■ How to complete this task: Look through the records, and whenever a line includes the word "that", copy it.

Dataset excerpts
* * *

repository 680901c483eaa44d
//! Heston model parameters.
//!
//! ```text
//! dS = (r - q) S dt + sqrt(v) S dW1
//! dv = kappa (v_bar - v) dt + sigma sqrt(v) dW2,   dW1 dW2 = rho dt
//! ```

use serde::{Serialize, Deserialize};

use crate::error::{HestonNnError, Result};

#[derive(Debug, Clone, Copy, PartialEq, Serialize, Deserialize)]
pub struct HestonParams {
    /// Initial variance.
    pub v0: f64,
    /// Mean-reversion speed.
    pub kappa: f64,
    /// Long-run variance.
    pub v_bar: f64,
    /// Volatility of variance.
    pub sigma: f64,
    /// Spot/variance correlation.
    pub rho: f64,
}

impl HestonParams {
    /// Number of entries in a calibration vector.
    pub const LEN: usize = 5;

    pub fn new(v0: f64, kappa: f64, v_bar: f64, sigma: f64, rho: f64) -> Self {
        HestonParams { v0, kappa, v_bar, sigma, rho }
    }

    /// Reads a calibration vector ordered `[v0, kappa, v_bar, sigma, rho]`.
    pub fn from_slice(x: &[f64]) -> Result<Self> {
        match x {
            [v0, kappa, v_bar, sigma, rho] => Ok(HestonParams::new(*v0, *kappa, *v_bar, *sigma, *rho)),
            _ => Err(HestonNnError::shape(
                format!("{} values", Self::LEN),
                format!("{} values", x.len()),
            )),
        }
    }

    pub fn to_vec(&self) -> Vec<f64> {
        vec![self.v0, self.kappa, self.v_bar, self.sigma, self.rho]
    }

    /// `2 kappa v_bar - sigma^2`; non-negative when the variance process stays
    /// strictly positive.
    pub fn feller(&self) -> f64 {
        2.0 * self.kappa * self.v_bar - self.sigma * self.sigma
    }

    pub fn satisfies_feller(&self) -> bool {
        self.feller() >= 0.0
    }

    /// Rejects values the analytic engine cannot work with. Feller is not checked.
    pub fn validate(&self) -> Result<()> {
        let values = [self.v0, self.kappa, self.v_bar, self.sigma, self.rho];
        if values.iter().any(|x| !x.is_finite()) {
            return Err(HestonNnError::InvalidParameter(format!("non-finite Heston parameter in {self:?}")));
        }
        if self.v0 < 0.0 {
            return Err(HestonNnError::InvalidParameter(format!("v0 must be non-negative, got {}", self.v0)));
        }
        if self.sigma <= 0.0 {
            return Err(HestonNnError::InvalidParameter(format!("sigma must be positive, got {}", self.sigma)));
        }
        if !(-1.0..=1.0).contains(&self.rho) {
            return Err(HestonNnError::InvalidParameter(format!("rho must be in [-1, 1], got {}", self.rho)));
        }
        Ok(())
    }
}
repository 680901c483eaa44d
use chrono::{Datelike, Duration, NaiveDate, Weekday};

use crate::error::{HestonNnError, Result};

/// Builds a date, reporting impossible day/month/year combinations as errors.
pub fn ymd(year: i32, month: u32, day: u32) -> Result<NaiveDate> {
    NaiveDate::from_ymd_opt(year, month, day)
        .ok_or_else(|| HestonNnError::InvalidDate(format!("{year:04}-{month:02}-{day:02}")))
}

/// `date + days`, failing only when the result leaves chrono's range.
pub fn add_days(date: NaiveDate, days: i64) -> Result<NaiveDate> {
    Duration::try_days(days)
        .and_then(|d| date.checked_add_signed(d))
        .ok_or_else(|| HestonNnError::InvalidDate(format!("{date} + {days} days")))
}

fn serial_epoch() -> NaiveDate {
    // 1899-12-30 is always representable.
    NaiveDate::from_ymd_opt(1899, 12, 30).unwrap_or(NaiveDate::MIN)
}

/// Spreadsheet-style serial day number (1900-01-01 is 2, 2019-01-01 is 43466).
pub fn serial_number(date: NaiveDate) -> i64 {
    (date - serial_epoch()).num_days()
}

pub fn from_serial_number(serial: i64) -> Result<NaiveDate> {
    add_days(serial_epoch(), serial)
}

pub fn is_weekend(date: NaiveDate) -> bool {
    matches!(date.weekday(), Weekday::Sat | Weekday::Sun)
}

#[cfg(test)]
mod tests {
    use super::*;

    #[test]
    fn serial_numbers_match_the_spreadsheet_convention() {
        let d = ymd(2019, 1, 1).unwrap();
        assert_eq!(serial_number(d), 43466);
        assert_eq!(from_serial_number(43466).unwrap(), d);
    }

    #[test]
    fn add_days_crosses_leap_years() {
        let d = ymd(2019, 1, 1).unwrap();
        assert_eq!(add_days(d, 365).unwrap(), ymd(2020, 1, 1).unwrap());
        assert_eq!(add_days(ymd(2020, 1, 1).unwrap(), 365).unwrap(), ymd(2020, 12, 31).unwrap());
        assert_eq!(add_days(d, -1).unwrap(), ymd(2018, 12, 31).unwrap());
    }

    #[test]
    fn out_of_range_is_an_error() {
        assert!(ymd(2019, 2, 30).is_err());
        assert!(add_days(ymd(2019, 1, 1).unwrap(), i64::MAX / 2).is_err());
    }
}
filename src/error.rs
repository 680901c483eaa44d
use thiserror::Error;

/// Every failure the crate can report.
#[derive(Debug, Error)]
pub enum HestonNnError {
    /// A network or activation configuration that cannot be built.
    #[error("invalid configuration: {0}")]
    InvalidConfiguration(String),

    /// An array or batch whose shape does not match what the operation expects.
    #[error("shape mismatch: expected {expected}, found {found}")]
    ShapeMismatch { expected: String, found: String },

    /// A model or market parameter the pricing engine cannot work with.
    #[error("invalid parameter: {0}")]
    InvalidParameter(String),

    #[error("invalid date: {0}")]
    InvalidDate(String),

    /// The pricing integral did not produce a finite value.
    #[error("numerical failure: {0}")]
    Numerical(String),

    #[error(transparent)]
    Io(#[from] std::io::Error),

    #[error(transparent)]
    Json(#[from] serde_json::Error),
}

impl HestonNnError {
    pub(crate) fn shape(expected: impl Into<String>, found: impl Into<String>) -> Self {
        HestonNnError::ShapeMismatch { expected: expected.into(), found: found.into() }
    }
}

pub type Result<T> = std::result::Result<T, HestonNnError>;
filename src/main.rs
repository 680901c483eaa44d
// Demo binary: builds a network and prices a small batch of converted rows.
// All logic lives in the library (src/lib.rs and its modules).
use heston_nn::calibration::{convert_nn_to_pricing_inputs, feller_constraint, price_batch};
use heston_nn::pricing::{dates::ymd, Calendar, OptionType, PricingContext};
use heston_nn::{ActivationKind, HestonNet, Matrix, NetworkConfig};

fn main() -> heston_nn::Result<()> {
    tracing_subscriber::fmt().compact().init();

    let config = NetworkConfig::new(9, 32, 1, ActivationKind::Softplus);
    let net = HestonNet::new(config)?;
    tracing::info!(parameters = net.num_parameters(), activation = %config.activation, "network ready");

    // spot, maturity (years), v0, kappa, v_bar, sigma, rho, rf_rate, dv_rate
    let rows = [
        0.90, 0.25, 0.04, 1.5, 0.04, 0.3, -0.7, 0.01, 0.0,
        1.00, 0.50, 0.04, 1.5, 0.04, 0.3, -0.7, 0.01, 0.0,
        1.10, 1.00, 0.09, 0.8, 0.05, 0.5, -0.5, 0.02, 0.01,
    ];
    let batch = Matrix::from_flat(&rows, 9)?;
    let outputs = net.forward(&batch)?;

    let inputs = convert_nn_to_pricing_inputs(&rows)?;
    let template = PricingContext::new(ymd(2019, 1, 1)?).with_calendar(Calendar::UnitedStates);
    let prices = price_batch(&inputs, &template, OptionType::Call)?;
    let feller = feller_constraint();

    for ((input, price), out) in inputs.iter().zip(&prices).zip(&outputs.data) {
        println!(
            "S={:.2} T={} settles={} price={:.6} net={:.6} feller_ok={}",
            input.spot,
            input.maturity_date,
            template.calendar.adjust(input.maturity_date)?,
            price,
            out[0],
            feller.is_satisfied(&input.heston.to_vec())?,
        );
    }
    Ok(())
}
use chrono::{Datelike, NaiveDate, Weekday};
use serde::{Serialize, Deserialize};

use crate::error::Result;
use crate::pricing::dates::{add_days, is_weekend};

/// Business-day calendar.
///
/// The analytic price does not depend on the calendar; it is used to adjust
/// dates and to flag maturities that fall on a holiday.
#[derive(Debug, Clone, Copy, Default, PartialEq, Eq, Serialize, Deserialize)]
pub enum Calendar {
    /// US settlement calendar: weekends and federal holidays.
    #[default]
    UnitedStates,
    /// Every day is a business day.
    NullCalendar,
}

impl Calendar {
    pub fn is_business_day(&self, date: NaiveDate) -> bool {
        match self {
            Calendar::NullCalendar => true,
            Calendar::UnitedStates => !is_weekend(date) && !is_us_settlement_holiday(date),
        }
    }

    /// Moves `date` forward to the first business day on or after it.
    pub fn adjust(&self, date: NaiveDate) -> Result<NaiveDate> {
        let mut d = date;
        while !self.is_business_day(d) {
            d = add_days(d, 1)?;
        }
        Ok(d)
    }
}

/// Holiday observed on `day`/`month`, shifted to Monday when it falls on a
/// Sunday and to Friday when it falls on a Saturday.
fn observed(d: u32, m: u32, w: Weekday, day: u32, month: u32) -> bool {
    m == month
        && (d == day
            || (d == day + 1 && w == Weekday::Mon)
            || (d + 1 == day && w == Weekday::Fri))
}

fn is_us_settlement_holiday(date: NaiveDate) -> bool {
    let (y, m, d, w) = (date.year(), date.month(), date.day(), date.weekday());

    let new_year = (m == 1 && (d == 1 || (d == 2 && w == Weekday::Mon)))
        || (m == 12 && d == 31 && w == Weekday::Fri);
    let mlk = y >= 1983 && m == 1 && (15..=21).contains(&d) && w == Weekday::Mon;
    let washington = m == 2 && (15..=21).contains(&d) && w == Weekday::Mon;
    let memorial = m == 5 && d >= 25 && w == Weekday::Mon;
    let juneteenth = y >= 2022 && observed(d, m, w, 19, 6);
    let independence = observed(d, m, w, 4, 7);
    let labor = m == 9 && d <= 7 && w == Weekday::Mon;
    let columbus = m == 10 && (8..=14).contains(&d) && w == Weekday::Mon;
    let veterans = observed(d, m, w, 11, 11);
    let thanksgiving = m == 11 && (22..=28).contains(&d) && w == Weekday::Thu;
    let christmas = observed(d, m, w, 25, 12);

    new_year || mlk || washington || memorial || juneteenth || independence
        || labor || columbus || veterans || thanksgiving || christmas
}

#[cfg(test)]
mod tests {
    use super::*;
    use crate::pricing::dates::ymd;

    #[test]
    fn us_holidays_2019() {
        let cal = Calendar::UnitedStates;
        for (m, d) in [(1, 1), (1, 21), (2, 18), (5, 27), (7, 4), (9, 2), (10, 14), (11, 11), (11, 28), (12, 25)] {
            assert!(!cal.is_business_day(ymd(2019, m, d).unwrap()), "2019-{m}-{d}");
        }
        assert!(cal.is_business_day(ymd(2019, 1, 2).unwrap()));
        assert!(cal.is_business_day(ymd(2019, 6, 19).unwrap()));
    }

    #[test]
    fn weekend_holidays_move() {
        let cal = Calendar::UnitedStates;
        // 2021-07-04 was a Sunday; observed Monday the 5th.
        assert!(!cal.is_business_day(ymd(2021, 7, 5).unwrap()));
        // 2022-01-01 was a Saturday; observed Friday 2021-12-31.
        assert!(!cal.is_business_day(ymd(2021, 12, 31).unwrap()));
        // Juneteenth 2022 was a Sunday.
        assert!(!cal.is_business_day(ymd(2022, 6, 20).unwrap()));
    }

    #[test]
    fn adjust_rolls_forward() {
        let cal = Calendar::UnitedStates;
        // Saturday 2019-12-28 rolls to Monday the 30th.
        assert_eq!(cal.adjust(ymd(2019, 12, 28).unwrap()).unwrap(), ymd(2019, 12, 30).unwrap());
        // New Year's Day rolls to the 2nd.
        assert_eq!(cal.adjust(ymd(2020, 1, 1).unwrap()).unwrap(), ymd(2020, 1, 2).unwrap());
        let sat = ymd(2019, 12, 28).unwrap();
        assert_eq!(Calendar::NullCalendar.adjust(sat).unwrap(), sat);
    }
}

* * *

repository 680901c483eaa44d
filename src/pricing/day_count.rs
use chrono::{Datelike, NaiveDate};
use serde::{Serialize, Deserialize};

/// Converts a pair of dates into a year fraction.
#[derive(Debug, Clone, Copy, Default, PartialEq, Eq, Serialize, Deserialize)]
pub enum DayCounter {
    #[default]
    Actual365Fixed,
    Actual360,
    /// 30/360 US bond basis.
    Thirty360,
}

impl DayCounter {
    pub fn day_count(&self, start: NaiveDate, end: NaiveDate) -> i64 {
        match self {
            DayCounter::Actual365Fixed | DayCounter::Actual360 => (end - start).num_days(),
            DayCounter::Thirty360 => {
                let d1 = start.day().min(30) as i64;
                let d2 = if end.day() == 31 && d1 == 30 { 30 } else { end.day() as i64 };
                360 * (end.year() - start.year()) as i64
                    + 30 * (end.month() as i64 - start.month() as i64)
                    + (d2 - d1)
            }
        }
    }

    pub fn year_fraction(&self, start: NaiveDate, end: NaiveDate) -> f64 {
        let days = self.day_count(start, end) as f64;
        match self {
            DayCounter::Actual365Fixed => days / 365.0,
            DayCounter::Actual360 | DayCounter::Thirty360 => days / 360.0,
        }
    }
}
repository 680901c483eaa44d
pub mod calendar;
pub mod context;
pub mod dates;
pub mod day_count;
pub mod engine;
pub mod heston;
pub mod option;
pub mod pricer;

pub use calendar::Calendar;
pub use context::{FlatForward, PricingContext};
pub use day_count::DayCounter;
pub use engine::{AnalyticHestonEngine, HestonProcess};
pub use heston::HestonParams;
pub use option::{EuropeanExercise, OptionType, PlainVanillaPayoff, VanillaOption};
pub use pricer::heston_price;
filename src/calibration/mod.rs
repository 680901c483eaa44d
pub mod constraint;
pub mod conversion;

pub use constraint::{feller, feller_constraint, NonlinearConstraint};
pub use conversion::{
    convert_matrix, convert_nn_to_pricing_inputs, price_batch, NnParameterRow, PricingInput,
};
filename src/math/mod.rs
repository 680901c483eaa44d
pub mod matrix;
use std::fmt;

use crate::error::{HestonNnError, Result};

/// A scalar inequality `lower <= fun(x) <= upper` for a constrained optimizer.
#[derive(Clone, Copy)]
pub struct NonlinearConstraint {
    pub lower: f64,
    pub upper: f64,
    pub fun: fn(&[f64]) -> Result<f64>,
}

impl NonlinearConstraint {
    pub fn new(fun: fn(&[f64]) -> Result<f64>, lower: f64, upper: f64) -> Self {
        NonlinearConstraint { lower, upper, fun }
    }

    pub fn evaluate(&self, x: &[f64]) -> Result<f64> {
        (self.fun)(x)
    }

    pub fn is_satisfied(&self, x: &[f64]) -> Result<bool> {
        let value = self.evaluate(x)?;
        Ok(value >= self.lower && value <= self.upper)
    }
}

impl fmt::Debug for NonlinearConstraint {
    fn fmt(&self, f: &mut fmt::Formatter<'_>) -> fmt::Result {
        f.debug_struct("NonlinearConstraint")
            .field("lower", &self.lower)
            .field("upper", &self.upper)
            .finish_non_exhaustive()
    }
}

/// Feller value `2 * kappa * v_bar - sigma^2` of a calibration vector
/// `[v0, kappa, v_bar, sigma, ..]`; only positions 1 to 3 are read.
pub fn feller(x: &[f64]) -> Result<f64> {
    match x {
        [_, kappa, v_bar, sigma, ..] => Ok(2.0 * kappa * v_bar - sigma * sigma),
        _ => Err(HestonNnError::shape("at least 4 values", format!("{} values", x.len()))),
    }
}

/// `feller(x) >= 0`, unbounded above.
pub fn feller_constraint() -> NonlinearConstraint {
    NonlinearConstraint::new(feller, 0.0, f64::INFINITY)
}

* * *

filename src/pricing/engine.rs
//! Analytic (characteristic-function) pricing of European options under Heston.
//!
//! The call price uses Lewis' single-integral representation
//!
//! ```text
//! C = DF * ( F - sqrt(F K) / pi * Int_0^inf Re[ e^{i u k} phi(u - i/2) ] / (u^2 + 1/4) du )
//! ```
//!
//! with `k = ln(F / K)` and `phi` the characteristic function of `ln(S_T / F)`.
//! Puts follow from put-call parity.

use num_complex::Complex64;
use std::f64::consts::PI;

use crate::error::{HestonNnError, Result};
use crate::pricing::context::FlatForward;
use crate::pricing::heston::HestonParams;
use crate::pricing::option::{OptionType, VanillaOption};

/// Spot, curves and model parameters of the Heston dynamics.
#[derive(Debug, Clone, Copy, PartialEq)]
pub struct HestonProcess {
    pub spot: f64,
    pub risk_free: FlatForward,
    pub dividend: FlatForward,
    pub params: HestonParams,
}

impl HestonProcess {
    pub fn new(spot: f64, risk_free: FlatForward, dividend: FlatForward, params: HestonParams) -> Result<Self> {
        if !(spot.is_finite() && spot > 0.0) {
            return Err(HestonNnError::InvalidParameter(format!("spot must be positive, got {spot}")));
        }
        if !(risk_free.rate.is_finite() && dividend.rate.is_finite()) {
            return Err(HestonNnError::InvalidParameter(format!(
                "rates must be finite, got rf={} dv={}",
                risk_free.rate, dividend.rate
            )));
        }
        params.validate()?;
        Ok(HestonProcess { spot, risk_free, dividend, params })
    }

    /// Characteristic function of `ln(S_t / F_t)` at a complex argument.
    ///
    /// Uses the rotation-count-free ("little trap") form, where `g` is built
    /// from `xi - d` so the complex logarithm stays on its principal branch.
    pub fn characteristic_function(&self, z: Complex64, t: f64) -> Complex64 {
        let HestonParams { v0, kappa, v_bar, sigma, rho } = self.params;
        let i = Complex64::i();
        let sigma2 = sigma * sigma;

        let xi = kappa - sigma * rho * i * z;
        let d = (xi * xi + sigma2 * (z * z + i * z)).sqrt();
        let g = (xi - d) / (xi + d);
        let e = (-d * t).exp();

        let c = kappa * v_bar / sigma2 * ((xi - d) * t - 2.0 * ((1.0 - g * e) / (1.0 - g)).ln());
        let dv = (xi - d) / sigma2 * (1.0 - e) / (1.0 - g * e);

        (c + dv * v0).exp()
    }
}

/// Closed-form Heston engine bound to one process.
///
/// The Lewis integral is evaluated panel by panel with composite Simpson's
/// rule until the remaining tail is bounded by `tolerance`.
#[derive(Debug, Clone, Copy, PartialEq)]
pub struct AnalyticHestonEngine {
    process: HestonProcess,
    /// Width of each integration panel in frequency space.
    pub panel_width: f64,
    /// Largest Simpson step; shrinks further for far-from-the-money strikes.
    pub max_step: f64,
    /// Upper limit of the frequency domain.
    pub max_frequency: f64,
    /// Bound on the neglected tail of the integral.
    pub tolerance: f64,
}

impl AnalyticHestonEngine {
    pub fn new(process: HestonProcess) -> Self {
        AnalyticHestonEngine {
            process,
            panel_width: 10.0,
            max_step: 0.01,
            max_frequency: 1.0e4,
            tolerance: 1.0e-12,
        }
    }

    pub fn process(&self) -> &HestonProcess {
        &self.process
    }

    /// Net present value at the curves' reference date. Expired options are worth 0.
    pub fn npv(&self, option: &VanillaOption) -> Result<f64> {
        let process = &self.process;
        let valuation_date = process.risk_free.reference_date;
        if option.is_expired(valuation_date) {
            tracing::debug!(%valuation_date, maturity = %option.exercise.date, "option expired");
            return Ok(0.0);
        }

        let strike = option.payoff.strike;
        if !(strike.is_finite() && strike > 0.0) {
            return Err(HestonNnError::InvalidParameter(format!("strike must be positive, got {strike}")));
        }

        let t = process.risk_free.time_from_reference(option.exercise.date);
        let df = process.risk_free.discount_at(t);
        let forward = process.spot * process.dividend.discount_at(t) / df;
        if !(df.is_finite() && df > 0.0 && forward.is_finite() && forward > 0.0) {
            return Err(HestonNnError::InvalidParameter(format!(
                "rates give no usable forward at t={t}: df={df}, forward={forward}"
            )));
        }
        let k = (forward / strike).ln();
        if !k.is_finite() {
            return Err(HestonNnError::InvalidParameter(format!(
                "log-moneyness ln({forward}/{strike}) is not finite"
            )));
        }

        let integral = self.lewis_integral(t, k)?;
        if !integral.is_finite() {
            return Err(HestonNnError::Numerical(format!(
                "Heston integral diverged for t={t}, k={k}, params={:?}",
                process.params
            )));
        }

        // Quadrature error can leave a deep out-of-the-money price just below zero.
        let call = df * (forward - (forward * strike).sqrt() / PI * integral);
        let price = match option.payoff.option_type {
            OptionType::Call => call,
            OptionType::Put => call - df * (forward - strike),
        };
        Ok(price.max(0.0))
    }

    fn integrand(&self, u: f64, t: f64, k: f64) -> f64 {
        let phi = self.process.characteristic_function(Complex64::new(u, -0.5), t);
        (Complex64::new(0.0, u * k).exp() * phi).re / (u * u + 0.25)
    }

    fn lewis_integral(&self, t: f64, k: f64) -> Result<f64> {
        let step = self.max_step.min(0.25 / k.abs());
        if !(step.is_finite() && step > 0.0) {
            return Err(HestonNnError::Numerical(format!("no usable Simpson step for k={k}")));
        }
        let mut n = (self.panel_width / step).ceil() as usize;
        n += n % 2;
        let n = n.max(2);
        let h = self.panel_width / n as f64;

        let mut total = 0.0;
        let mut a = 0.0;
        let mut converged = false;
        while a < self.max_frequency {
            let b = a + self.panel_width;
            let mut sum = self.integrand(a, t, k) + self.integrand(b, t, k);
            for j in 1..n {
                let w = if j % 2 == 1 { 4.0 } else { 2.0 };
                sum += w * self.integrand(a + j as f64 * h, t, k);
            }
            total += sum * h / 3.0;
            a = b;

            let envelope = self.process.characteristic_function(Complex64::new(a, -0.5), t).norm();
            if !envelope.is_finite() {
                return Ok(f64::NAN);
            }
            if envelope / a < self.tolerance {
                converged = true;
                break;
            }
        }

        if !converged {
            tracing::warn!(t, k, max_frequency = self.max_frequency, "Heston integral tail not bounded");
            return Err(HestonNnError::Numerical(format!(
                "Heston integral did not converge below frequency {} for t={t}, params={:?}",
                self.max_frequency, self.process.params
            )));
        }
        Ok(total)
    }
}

* * *

■ Response below:
    /// A network or activation configuration that cannot be built.
/// dates and to flag maturities that fall on a holiday.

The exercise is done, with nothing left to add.